During the first half of 1989, PRO-FM seemed to be giving away everything but the kitchen sink. In May, the hourly jackpot of the weekday Cash Call contest reached over $5,000 at times. The PRO-FM Gold Card gave listeners a chance to spend $11,000 in a six-hour shopping spree. The "Watch, Listen and Win with A Current Affair" contest (shared with other stations) totalled over $92,000 in cash and prizes. On "Double Your Wage Thurdays", listeners that faxed or mailed their weekly pay stub could have it doubled if they called the station after hearing their name announced. The "Straight to School" contest gave the winning school (Pilgrim High) a concert with recording artist Glenn Medeiros. Trips to Myrtle Beach, SC (co-sponsored with Cox Cable) and Southern California (Campbell's Mmm-Mmm Good contest) were also given away. Hit music cassettes were given away in on-air contests, sometimes as many as four an hour, along with movie passes and circus tickets. The station was still playing "ten hits in a row" every hour. PRO-FM personalities broadcasted live at promotional events in the "PRO-FM Boom Box". Ali Knight joined PRO-FM for weekends, replacing Nance Grimes. Former WSNE personality Patti Harrison was heard on traffic reports for the AAA Traffic Network. The PRO-FM 15th birthday celebration was held on June 10, 1989 at the Warwick Musical Theatre with scheduled performers Eddie Money, Martika, Deon Estus, Sa-Fire, Dino and Boys Club.
In July 1989, Paul “Boom” Cannon from Buffalo was hired as the new PD. As predicted in the radio column in Billboard magazine, Cannon tightened the playlist and shortened it to about 2-3 “extras”, besides the top 35 hits. In addition to giving away cash (or sometimes referred to as "Pro-Dough") with the Cash Call contest, other promotions during the "92 Days Of Summer" included concert tickets and backstage passes given away to several shows at the Warwick Musical Theatre, and the PRO-FM Rock n' Roll Celebrity Auction to benefit "Save The Bay". Helping out local charities were games played by The PRO-FM Bloopers softball team and a charity concert for Meeting Street School featuring Expose. T.J. Napp (aka Tony Banks) joined for weekends before the end of 1989, replacing Dave Stewart. who moved to WPLJ, New York.
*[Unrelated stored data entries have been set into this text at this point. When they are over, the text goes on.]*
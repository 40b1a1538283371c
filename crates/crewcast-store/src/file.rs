use crate::store::{StateChange, TaskStore};
use async_trait::async_trait;
use crewcast_core::{CrewcastError, CrewcastResult, Task, TaskOutcome, TaskState};
use std::collections::HashMap;
use std::path::PathBuf;
use tracing::debug;
use uuid::Uuid;

/// File-based task store, one JSON document per task.
///
/// Durable across restarts without a database. Listing scans the directory,
/// so this backend suits modest task volumes; swap in a database-backed
/// implementation of [`TaskStore`] for anything bigger.
pub struct FileTaskStore {
    dir: PathBuf,
}

impl FileTaskStore {
    /// Opens a store rooted at `dir`, creating the directory if needed.
    pub async fn new(dir: PathBuf) -> CrewcastResult<Self> {
        tokio::fs::create_dir_all(&dir).await?;
        debug!(dir = %dir.display(), "Opened file task store");
        Ok(Self { dir })
    }

    fn task_path(&self, id: Uuid) -> PathBuf {
        self.dir.join(format!("{id}.json"))
    }

    async fn load(&self, id: Uuid) -> CrewcastResult<Option<Task>> {
        let path = self.task_path(id);
        if !path.exists() {
            return Ok(None);
        }
        let data = tokio::fs::read_to_string(path).await?;
        let task = serde_json::from_str(&data)
            .map_err(|e| CrewcastError::Store(format!("failed to parse task {id}: {e}")))?;
        Ok(Some(task))
    }

    async fn save(&self, task: &Task) -> CrewcastResult<()> {
        let json = serde_json::to_string_pretty(task)?;
        tokio::fs::write(self.task_path(task.id), json).await?;
        Ok(())
    }

    async fn load_all(&self) -> CrewcastResult<Vec<Task>> {
        let mut entries = tokio::fs::read_dir(&self.dir).await?;
        let mut tasks = Vec::new();
        while let Some(entry) = entries.next_entry().await? {
            let Some(name) = entry.file_name().to_str().map(str::to_string) else {
                continue;
            };
            let Some(stem) = name.strip_suffix(".json") else {
                continue;
            };
            let Ok(id) = Uuid::parse_str(stem) else {
                continue;
            };
            if let Some(task) = self.load(id).await? {
                tasks.push(task);
            }
        }
        Ok(tasks)
    }
}

#[async_trait]
impl TaskStore for FileTaskStore {
    async fn insert(&self, task: &Task) -> CrewcastResult<()> {
        if self.task_path(task.id).exists() {
            return Err(CrewcastError::Store(format!(
                "task {} already exists",
                task.id
            )));
        }
        self.save(task).await
    }

    async fn get(&self, id: Uuid) -> CrewcastResult<Option<Task>> {
        self.load(id).await
    }

    async fn transition(
        &self,
        id: Uuid,
        to: TaskState,
        outcome: TaskOutcome,
    ) -> CrewcastResult<StateChange> {
        // Read-modify-write without an internal lock: the executor pool is
        // the sole writer for a task id after creation.
        let mut task = self.load(id).await?.ok_or(CrewcastError::NotFound(id))?;
        let previous = task.state;
        task.transition(to, outcome)?;
        self.save(&task).await?;
        Ok(StateChange { previous, task })
    }

    async fn list_for_owner(
        &self,
        owner_id: &str,
        state: Option<TaskState>,
    ) -> CrewcastResult<Vec<Task>> {
        let mut matching: Vec<Task> = self
            .load_all()
            .await?
            .into_iter()
            .filter(|t| t.owner_id == owner_id && state.map_or(true, |s| t.state == s))
            .collect();
        matching.sort_by(|a, b| b.created_at.cmp(&a.created_at));
        Ok(matching)
    }

    async fn running_by_role(&self) -> CrewcastResult<HashMap<String, usize>> {
        let mut counts = HashMap::new();
        for task in self.load_all().await? {
            if task.state == TaskState::Running {
                *counts.entry(task.agent_role).or_insert(0) += 1;
            }
        }
        Ok(counts)
    }
}
//! The Crewcast orchestration core.
//!
//! Coordinates specialized content agents to fulfill social media content
//! requests: a request is admitted, planned into a task graph, executed
//! asynchronously against the agent registry under a bounded concurrency
//! limit, and every state transition is persisted to the task store and
//! fanned out to status subscribers.
//!
//! # Main types
//!
//! - [`Coordinator`] — The public entry point: submit, query, cancel,
//!   subscribe.
//! - [`Dispatcher`] — Plans the task graph for a request. Pure.
//! - [`ExecutorPool`] — Runs tasks against agents with bounded concurrency,
//!   timeouts, and cascade cancellation.
//! - [`StatusBroadcaster`] — Fans task events out to subscribers.
//! - [`OrchestratorConfig`] — Concurrency limit, per-task timeout, and
//!   subscriber buffer size.

/// Fan-out of task events to subscribers.
pub mod broadcast;
/// Runtime configuration.
pub mod config;
/// The public entry point.
pub mod coordinator;
/// Request planning.
pub mod dispatcher;
/// Asynchronous task execution.
pub mod executor;

pub use broadcast::StatusBroadcaster;
pub use config::OrchestratorConfig;
pub use coordinator::{AgentStatus, Coordinator, SubmitAck};
pub use dispatcher::Dispatcher;
pub use executor::ExecutorPool;
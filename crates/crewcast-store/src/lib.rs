//! Durable task storage for Crewcast.
//!
//! The task store is the single source of truth for every task's identity,
//! state, payload, and result. All post-creation mutations go through
//! [`TaskStore::transition`], which enforces the task state machine and the
//! write-once discipline on results, errors, and timestamps.

/// File-backed store, one JSON document per task.
pub mod file;
/// In-memory store.
pub mod memory;
/// The store trait.
pub mod store;

pub use file::FileTaskStore;
pub use memory::MemoryTaskStore;
pub use store::{StateChange, TaskStore};
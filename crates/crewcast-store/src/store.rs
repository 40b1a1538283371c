use async_trait::async_trait;
use crewcast_core::{CrewcastResult, Task, TaskOutcome, TaskState};
use std::collections::HashMap;
use uuid::Uuid;

/// Result of a successfully applied state transition: the state the task
/// left and a snapshot of the updated task.
#[derive(Debug, Clone)]
pub struct StateChange {
    /// State before the transition.
    pub previous: TaskState,
    /// The task after the transition.
    pub task: Task,
}

/// Durable, authoritative record of every task.
///
/// One record per task, keyed by id, with lookup by id and by owner.
/// The executor pool is the sole writer after creation; a store
/// implementation may rely on mutations to a single task id never racing.
#[async_trait]
pub trait TaskStore: Send + Sync {
    /// Persists a newly created task. Fails if the id already exists.
    async fn insert(&self, task: &Task) -> CrewcastResult<()>;

    /// Snapshot of a task by id.
    async fn get(&self, id: Uuid) -> CrewcastResult<Option<Task>>;

    /// Applies a state transition and returns the change.
    ///
    /// Enforces the task state machine: disallowed edges fail with
    /// [`crewcast_core::CrewcastError::InvalidTransition`] and leave the
    /// record untouched. Unknown ids fail with
    /// [`crewcast_core::CrewcastError::NotFound`].
    async fn transition(
        &self,
        id: Uuid,
        to: TaskState,
        outcome: TaskOutcome,
    ) -> CrewcastResult<StateChange>;

    /// Tasks belonging to an owner, most recent first, optionally filtered
    /// by state.
    async fn list_for_owner(
        &self,
        owner_id: &str,
        state: Option<TaskState>,
    ) -> CrewcastResult<Vec<Task>>;

    /// Number of currently running tasks per agent role.
    async fn running_by_role(&self) -> CrewcastResult<HashMap<String, usize>>;
}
In 1990, the station was playing a lot of rhythmic hits as they were targeting the female audience. Songs hung around in the rotation a little longer than usual, most notably Phil Collins’ Something Happened On The Way To Heaven, which was played in heavy rotation long after it had left the charts. This is common practice today, but was unusual in 1990. Also notable was that a low-charting hit by Maxi Priest (Just A Little Bit Longer) received a ton of airplay while a number one song from Nelson (Love & Affection) hardly got any. The booming voice that was heard on most of the station liners and promos in 1990 and also for the next few years was provided by national voice-over talent Mitch Craig. Mighty Mike Osbourne was heard doing some fill-in shifts in 1990. The catch-phrase being used on-air and in promotions was “The station you listen to most, 92 PRO-FM”. On the weekly music surveys, the "10Hits In A Row" slogan under the station logo was changed to "The Most Music". The above-mentioned Phil Collins song came in at number three on Tony Mascaro's year-end countdown show, followed by Janet Jackson's "Escapade" at number two and Madonna's "Vogue" at number one.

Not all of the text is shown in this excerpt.